Persona que todo lo hace bien, o leonardo.

Palabras que no existen, pero que deberían existir.

Se llama epónimo al nombre propio que,  por el motivo que sea, llega a denominar una ciudad, una enfermedad, un concepto. Hay epónimos muy merecidos, como llamar odisea a las peripecias que vivió Odiseo,  el héroe de Homero. Pero también los hay injustos, como llamar charlotada a algo realizado o dicho de forma grotesca y ridícula, siendo Charlot el menos grotesco y ridículo de los personajes del siglo XX. Pero así son las cosas del lenguaje, como la lotería, cae donde quiere y no donde más falta hace.

Y, a propósito de hacer falta, vengo yo observando que en la lengua española hay una palabra que no existe: la que define al artista completo, aquel que picotea en diversas disciplinas mostrándose maestro en todas y cada una de ellas. Es triste que cuando un hispanohablante pretende definir a alguien así se ve obligado a hacer grandes paráfrasis o inventarse la palabra.

Es lo que hizo Francisco Umbral cuando llamó a Fernando Fernán Gómez el Leonardo de Chamberí. O cuando  Joaquín Sabina, en uno de sus conciertos en directo, presentó a su amigo Luis Eduardo Aute haciendo un juego de palabras. Lo llamó Luis Leonardo Aute. Y es el caso que todo el mundo supo lo que quería decir con aquel trastocar de nombres. Tanto Umbral como Sabina, al llamar Leonardo a su amigo lo que pretendían era calificarlo de artista polifacético y genial, identificándolo de algún modo con Leonardo da Vinci, pintor, escultor, arquitecto, escritor, músico, poeta, ingeniero, botánico, inventor de numerosos aparatos que llenaron de asombro a sus contemporáneos y de otras tantas máquinas de guerras que, por fortuna, quedaron casi todas en simples bocetos.

Es, sin duda, el más atractivo, el más misterioso y el más actual de todos los genios del Renacimiento.

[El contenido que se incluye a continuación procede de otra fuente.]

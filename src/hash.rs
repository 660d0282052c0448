//! Content fingerprints.
//!
//! Fingerprints are blake3 digests over a canonical encoding, so they are
//! stable across processes and independent of field insertion order.

use std::fmt;

use blake3::Hasher;
use serde::Serialize;

use crate::entry::{Entry, FieldValue};

const ENTRY_DOMAIN: &[u8] = b"dossier.entry.v1";

/// Shortest content id `content_id` will produce.
pub const MIN_ID_LENGTH: usize = 8;

/// Longest content id (a full blake3 digest in hex).
pub const MAX_ID_LENGTH: usize = 64;

/// A 256-bit fingerprint of an [`Entry`].
#[derive(Clone, Copy, PartialEq, Eq, Hash)]
pub struct Fingerprint([u8; 32]);

impl Fingerprint {
    /// Raw digest bytes.
    #[must_use]
    pub const fn as_bytes(&self) -> &[u8; 32] {
        &self.0
    }

    /// Lowercase hex encoding of the digest.
    #[must_use]
    pub fn to_hex(&self) -> String {
        blake3::Hash::from(self.0).to_hex().to_string()
    }
}

impl fmt::Display for Fingerprint {
    fn fmt(&self, f: &mut fmt::Formatter<'_>) -> fmt::Result {
        f.write_str(&self.to_hex())
    }
}

impl fmt::Debug for Fingerprint {
    fn fmt(&self, f: &mut fmt::Formatter<'_>) -> fmt::Result {
        write!(f, "Fingerprint({})", &self.to_hex()[..16])
    }
}

fn update_str(h: &mut Hasher, s: &str) {
    h.update(&(s.len() as u64).to_le_bytes());
    h.update(s.as_bytes());
}

fn update_value(h: &mut Hasher, value: &FieldValue) {
    match value {
        FieldValue::Text(s) => {
            h.update(&[1]);
            update_str(h, s);
        }
        FieldValue::List(items) => {
            h.update(&[2]);
            h.update(&(items.len() as u64).to_le_bytes());
            for item in items {
                update_str(h, item);
            }
        }
        FieldValue::Null => {
            h.update(&[0]);
        }
    }
}

fn write_canonical_json(value: &serde_json::Value, out: &mut String) {
    use serde_json::Value;

    match value {
        Value::Object(map) => {
            let mut keys: Vec<&String> = map.keys().collect();
            keys.sort();
            out.push('{');
            for (i, key) in keys.into_iter().enumerate() {
                if i > 0 {
                    out.push(',');
                }
                out.push_str(&Value::String(key.clone()).to_string());
                out.push(':');
                if let Some(v) = map.get(key) {
                    write_canonical_json(v, out);
                }
            }
            out.push('}');
        }
        Value::Array(items) => {
            out.push('[');
            for (i, item) in items.iter().enumerate() {
                if i > 0 {
                    out.push(',');
                }
                write_canonical_json(item, out);
            }
            out.push(']');
        }
        scalar => out.push_str(&scalar.to_string()),
    }
}

/// Canonical hashing over entries and staged payloads.
#[derive(Debug, Clone, Copy, Default)]
pub struct ContentHasher;

impl ContentHasher {
    /// Fingerprints an entry.
    ///
    /// Fields are visited in key order and every key and value is length
    /// prefixed, so no two distinct entries share an encoding.
    ///
    /// # Examples
    ///
    /// ```
    /// use dossier::{ContentHasher, Entry};
    ///
    /// let a = Entry::new().with("title", "A").with("company", "B");
    /// let b = Entry::new().with("company", "B").with("title", "A");
    /// assert_eq!(ContentHasher::fingerprint(&a), ContentHasher::fingerprint(&b));
    /// ```
    #[must_use]
    pub fn fingerprint(entry: &Entry) -> Fingerprint {
        let mut h = Hasher::new();
        h.update(ENTRY_DOMAIN);
        h.update(&(entry.len() as u64).to_le_bytes());
        for (key, value) in entry {
            update_str(&mut h, key);
            update_value(&mut h, value);
        }
        Fingerprint(*h.finalize().as_bytes())
    }

    /// Serializes `value` as JSON with every object's keys sorted.
    ///
    /// # Errors
    ///
    /// Returns an error if `value` cannot be represented as JSON.
    pub fn canonical_json<T: Serialize>(value: &T) -> Result<String, serde_json::Error> {
        let tree = serde_json::to_value(value)?;
        let mut out = String::new();
        write_canonical_json(&tree, &mut out);
        Ok(out)
    }

    /// Derives a short content-addressed identifier for `value`.
    ///
    /// The identifier is the first `length` hex characters of the blake3
    /// digest of the canonical JSON; `length` is clamped to
    /// [`MIN_ID_LENGTH`]..=[`MAX_ID_LENGTH`].
    ///
    /// # Errors
    ///
    /// Returns an error if `value` cannot be represented as JSON.
    pub fn content_id<T: Serialize>(value: &T, length: usize) -> Result<String, serde_json::Error> {
        let canonical = Self::canonical_json(value)?;
        let digest = blake3::hash(canonical.as_bytes()).to_hex();
        let length = length.clamp(MIN_ID_LENGTH, MAX_ID_LENGTH);
        Ok(digest[..length].to_string())
    }
}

Incluso no sea descabellado aseverar que Leonardo se ha convertido en el artista más famoso de todos los tiempos. En el artista por excelencia.

En castellano se puede escuchar decir a un artista “no pretendo ser un Leonardo”, y todos entienden a lo que se está refiriendo. Leonardo, pues, aunque no esté registrado aún en ningún diccionario, se ha convertido, en el habla popular, en un epónimo, un término que sirve para expresar una realidad de la que los hablantes tienen plena conciencia. De ahí que Sabina la usara sin temor alguno a no ser entendido. Cómo definirlo. Volviendo a Umbral, dice en Diario político y sentimental, donde identifica a Fernán Gómez con Leonardo “no se sabe si porque lo hace todo o porque todo lo hace bien”, y esa podría ser una buena definición para el epónimo.

Deberíamos usarlo ya sin complejo alguno, despojando al nombre del encorsetamiento de las mayúsculas. Un nombre en minúscula es la prueba más clara de que la palabra se ha calzado las zapatillas de estar por casa y vino para quedarse. Así, no debería temblarnos la mano de escribir, por ejemplo: esa mujer o ese hombre es un leonardo, del mismo modo que escribimos en minúscula leotardo o boicot o guillotina, siendo todos ellos epónimos que esconden en su interior la historia de un nombre propio. Otra cosa bien distinta es a quien diablos encontramos en esta época de especialistas y especialidades que podamos calificar de leonardo sin que el mencionado se sonroje. Y con razón.